Farming is the family business and, even after a serious workplace accident that almost took his life, Stuart was determined to return to the property near Bordertown, South Australia.

"I would be fourth generation on the farm here," he said.

"From the day I could walk I was involved with the farm with dad and my grandfather.

"I like open space, nature — not so much the snakes —  but being out in the open and not in the office. Everyday is something different.

"I just was determined to come back after my accident to do some sort of farming."

Weeks in a coma as family feared for his life  

Stuart was 21 and working at a seed processing business in Bordertown when he was in a serious accident that crushed his spine. He has no memory of the incident and only knows what others have told him.

"I was working with the supervisor in the shed," he said.

"He left and came back 10 minutes later, found me caught up in the [seed bagging] machine and pulled me out.

"He couldn't find a pulse so he doesn't know how long I was without oxygen."

Stuart was transferred from Bordertown Hospital, then Flinders Medical Centre, to Royal Adelaide Hospital, where he was operated on, with doctors not convinced he would survive.

He spent the next 96 days in intensive care, including three weeks in an induced coma, with his family not knowing if he had sustained serious brain damage.

Due to the accident, Stuart lost 98 per cent of his bodily functions.

"The doctors said because of the level of injury, I would probably not be able to breathe on my own," Stuart said.

"But I was in the ICU so long because the case manager was determined to help get me breathing on my own."

Stuart said his stay in ICU was one of the longest by a patient able to leave and he got through with the help of a big goal – getting back to work on the family farm.

"Because the doctors had told me I may not get home, I was determined to get back here," he said.

"That kind of kept me going."

Navigating a new path

It was about a year before Stuart was able to leave hospital and move back to the farm.

The accident didn't deter him from farming, but it did alter what direction Stuart took.

"(Before the accident) I just probably would have inherited the Merino sheep from him (his dad) and bought the farm off my parents," he said.

"But yeah, I probably wouldn't have gone down the stud road. That was just something that I decided I wanted to do (later).

"My best friend at the time had a stud, and offered to teach me and help get me started."

Stuart has been running his own White Suffolk studs since 2015, using 40 hectares of the 4,870-hectare farm for the breeding operation.

"I'm running around 100 breeding ewes, offering anywhere between 30 to 45 rams in September," he said.

While the risk of becoming bogged in the wheelchair was an issue after heavy rain, Stuart said he was able to get out to check his sheep every day. 

"I've got to be careful where I drive sometimes," he said.

"I've got laneways, rubble laneways, that I can drive on,so I don't have to go into the grass and into the paddock.

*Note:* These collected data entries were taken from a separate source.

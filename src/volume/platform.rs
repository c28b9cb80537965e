//! Platform volume services
//!
//! Everything the pipeline needs from the operating system, expressed over
//! owned, decoded values. Implementations own all raw handle and buffer work.

use std::path::{Path, PathBuf};

use crate::error::Result;

/// OS-level volume operations
pub trait VolumeServices: Send + Sync {
    /// Identifiers of all volumes currently attached
    fn enumerate(&self) -> Result<Vec<String>>;

    /// Public mount points of a volume
    fn mount_points(&self, id: &str) -> Result<Vec<PathBuf>>;

    /// Raw filesystem label, empty when the filesystem has none
    fn label(&self, id: &str) -> Result<String>;

    /// Stable filesystem identifier, if the platform can report one
    fn stable_id(&self, id: &str) -> Option<String>;

    /// Remove a public mount point
    fn remove_mount_point(&self, mount_point: &Path) -> Result<()>;

    /// Bind the volume to an existing, empty private directory
    fn mount_private(&self, id: &str, target: &Path) -> Result<()>;

    /// Release a private mount binding; succeeds if nothing is mounted there
    fn unmount_private(&self, target: &Path) -> Result<()>;

    /// Open the underlying device for the lock/dismount/eject sequence
    fn open_device(&self, id: &str) -> Result<Box<dyn DeviceHandle>>;
}

/// Control handle on the device backing a volume
///
/// Every call is a single attempt; retry policy lives with the caller.
pub trait DeviceHandle: Send {
    /// Acquire exclusive access to the device
    fn try_lock(&mut self) -> Result<()>;

    /// Dismount the filesystem from the device
    fn dismount(&mut self) -> Result<()>;

    /// Allow the medium to be physically removed
    fn allow_media_removal(&mut self) -> Result<()>;

    /// Eject the medium
    fn eject(&mut self) -> Result<()>;
}
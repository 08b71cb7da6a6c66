//! Engine Configuration

/// Element construction options
#[derive(Debug, Clone, PartialEq, Eq)]
pub struct Config {
    /// Resolve known SVG tag names to the SVG namespace.
    /// When disabled, SVG elements need an explicit `namespaceURI` prop.
    pub svg: bool,

    /// Lower-case the event name taken from `on<Event>` keys
    pub lowercase_events: bool,
}

impl Config {
    /// HTML-only configuration
    pub fn html_only() -> Self {
        Self {
            svg: false,
            ..Self::default()
        }
    }
}

impl Default for Config {
    fn default() -> Self {
        Self {
            svg: true,
            lowercase_events: true,
        }
    }
}
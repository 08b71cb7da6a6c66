//! DOM Node Operations
//!
//! Errors raised by tree mutation and element access.

use crate::NodeId;

/// Result type for DOM operations
pub type DomResult<T> = Result<T, DomError>;

/// DOM operation errors
#[derive(Debug, Clone, PartialEq, Eq, thiserror::Error)]
pub enum DomError {
    /// Node not found in the arena
    #[error("node {0} not found")]
    NotFound(NodeId),
    /// Hierarchy error (e.g., inserting an ancestor into its descendant)
    #[error("cannot insert node {child} into {parent}: hierarchy request error")]
    HierarchyRequest { parent: NodeId, child: NodeId },
    /// Operation needs an element
    #[error("node {0} is not an element")]
    NotAnElement(NodeId),
    /// Node type cannot be inserted (e.g. the document node)
    #[error("node {0} cannot be inserted")]
    InvalidNodeType(NodeId),
    /// Node is not a child of the given parent
    #[error("node {child} is not a child of {parent}")]
    NotAChild { parent: NodeId, child: NodeId },
    /// Property is not defined for the element
    #[error("element {node} has no property `{name}`")]
    UnknownProperty { node: NodeId, name: String },
}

"I tend to try and check the sheep twice a day, morning and night, just to make sure that they're OK."

Ambitions to expand

Stuart recently ran his third on-property auction, with hopes of expansion.

"I'd like to have my own 100 acres to run sheep, the stud and all that and expand a bit more," he said.

"But at the moment, I'm happy with just being small and producing high-quality rams.

"I'm as healthy as I can be, so I'll keep going as long as I can really."

Occasionally his two nephews, accompanied by his sister, make the trip from Adelaide to the farm.

"I want to stay farming so they can experience the childhood we had," he said.